Excerpts from a dataset
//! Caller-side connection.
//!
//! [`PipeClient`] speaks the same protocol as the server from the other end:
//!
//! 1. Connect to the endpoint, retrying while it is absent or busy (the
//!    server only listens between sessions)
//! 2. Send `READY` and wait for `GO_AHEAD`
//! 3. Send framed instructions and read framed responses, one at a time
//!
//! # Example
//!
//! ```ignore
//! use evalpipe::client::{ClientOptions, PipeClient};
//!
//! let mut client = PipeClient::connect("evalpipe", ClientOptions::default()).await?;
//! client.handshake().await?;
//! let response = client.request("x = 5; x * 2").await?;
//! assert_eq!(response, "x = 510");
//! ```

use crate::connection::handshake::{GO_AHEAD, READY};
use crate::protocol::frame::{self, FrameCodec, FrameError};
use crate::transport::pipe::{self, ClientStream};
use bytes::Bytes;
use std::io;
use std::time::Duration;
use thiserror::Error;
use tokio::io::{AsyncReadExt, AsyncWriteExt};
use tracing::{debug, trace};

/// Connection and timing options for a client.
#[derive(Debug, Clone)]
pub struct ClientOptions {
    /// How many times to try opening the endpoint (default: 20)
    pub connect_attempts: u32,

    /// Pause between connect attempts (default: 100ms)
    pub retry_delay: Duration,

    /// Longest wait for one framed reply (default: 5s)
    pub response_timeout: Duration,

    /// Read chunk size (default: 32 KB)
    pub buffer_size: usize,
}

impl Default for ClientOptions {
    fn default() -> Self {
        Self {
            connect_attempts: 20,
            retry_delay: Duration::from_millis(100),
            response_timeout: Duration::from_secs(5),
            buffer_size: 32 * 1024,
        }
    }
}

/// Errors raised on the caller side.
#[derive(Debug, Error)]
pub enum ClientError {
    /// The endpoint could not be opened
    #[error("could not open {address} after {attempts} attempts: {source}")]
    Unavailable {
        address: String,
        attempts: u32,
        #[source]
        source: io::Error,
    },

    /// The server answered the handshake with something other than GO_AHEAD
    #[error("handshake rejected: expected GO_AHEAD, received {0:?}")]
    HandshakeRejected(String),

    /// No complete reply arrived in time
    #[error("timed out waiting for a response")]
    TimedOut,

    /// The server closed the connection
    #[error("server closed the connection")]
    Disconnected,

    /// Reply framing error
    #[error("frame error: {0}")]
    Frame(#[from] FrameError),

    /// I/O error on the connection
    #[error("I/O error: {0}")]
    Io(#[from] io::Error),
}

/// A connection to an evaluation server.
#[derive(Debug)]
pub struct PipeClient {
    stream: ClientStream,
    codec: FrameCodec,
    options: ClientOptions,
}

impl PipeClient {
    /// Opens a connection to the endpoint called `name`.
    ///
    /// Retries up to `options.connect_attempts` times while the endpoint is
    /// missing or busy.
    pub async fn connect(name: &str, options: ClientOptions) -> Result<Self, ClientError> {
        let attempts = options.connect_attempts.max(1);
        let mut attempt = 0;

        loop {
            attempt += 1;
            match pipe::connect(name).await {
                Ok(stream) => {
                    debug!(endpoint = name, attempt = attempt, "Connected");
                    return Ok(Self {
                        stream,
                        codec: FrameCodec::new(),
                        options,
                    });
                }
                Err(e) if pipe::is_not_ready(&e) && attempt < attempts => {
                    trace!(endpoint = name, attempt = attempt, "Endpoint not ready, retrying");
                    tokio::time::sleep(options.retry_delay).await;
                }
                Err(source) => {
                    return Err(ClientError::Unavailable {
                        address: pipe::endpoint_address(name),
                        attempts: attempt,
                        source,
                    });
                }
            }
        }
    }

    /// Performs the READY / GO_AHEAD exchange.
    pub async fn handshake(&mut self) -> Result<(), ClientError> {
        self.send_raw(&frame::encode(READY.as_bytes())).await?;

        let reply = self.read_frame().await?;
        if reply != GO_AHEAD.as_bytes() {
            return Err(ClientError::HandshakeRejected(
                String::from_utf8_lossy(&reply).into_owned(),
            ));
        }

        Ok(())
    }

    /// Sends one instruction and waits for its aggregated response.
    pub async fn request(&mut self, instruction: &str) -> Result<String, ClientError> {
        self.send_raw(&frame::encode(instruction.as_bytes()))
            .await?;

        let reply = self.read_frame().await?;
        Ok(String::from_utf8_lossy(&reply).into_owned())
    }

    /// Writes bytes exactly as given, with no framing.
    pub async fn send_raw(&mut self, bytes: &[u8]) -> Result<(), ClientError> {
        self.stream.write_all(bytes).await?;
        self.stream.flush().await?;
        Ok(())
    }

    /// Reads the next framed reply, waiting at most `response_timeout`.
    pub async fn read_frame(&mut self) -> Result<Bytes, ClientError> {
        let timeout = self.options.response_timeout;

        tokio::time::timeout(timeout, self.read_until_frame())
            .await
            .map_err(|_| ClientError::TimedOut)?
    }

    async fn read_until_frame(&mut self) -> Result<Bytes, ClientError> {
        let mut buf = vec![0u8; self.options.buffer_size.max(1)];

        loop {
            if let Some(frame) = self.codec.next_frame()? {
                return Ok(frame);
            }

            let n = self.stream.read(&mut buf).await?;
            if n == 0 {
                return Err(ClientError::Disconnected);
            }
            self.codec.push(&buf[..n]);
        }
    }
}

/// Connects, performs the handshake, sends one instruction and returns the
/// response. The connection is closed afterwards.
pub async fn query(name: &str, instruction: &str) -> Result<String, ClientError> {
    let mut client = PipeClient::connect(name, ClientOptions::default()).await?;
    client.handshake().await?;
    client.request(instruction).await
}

...

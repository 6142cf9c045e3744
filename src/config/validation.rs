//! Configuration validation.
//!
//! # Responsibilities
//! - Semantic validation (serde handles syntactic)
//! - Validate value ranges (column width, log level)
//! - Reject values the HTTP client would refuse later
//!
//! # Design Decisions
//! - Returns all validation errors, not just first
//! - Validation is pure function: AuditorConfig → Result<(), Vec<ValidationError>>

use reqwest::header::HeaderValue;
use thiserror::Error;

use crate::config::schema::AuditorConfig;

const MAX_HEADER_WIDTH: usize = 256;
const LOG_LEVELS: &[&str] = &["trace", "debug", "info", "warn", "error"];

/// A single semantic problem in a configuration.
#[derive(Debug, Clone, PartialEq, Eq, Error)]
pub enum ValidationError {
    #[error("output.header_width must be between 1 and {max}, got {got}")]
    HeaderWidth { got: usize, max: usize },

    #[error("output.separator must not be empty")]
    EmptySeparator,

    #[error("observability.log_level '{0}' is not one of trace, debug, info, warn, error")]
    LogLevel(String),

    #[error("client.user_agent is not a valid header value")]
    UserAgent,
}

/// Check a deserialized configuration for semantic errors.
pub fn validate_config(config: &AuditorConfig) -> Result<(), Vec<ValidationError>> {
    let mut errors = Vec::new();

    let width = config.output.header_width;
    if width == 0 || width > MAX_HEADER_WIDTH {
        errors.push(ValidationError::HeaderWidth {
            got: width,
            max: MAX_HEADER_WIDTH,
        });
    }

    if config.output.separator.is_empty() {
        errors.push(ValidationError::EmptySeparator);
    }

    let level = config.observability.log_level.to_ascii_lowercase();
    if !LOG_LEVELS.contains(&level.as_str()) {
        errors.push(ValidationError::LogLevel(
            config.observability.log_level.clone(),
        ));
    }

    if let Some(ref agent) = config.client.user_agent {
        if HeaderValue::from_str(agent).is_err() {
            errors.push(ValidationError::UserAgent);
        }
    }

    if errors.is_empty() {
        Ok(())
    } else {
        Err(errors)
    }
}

==

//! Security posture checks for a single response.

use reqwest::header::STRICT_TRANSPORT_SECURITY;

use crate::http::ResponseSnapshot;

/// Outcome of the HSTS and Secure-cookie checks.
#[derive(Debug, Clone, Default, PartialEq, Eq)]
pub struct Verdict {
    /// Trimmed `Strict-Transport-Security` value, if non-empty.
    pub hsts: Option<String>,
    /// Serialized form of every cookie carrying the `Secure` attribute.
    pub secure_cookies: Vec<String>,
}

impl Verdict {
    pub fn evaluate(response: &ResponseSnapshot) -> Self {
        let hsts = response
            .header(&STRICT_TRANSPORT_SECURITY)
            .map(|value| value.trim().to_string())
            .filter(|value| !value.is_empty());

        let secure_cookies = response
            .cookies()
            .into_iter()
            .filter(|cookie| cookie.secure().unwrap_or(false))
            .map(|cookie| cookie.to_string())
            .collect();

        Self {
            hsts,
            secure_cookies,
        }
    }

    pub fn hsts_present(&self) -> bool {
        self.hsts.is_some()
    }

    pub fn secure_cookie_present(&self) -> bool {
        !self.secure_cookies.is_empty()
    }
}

#### WHAT IS EXPECTED
Once the lines of the entries containing the word "must" have been counted, report the number alone.

#### WRITTEN RESPONSE
2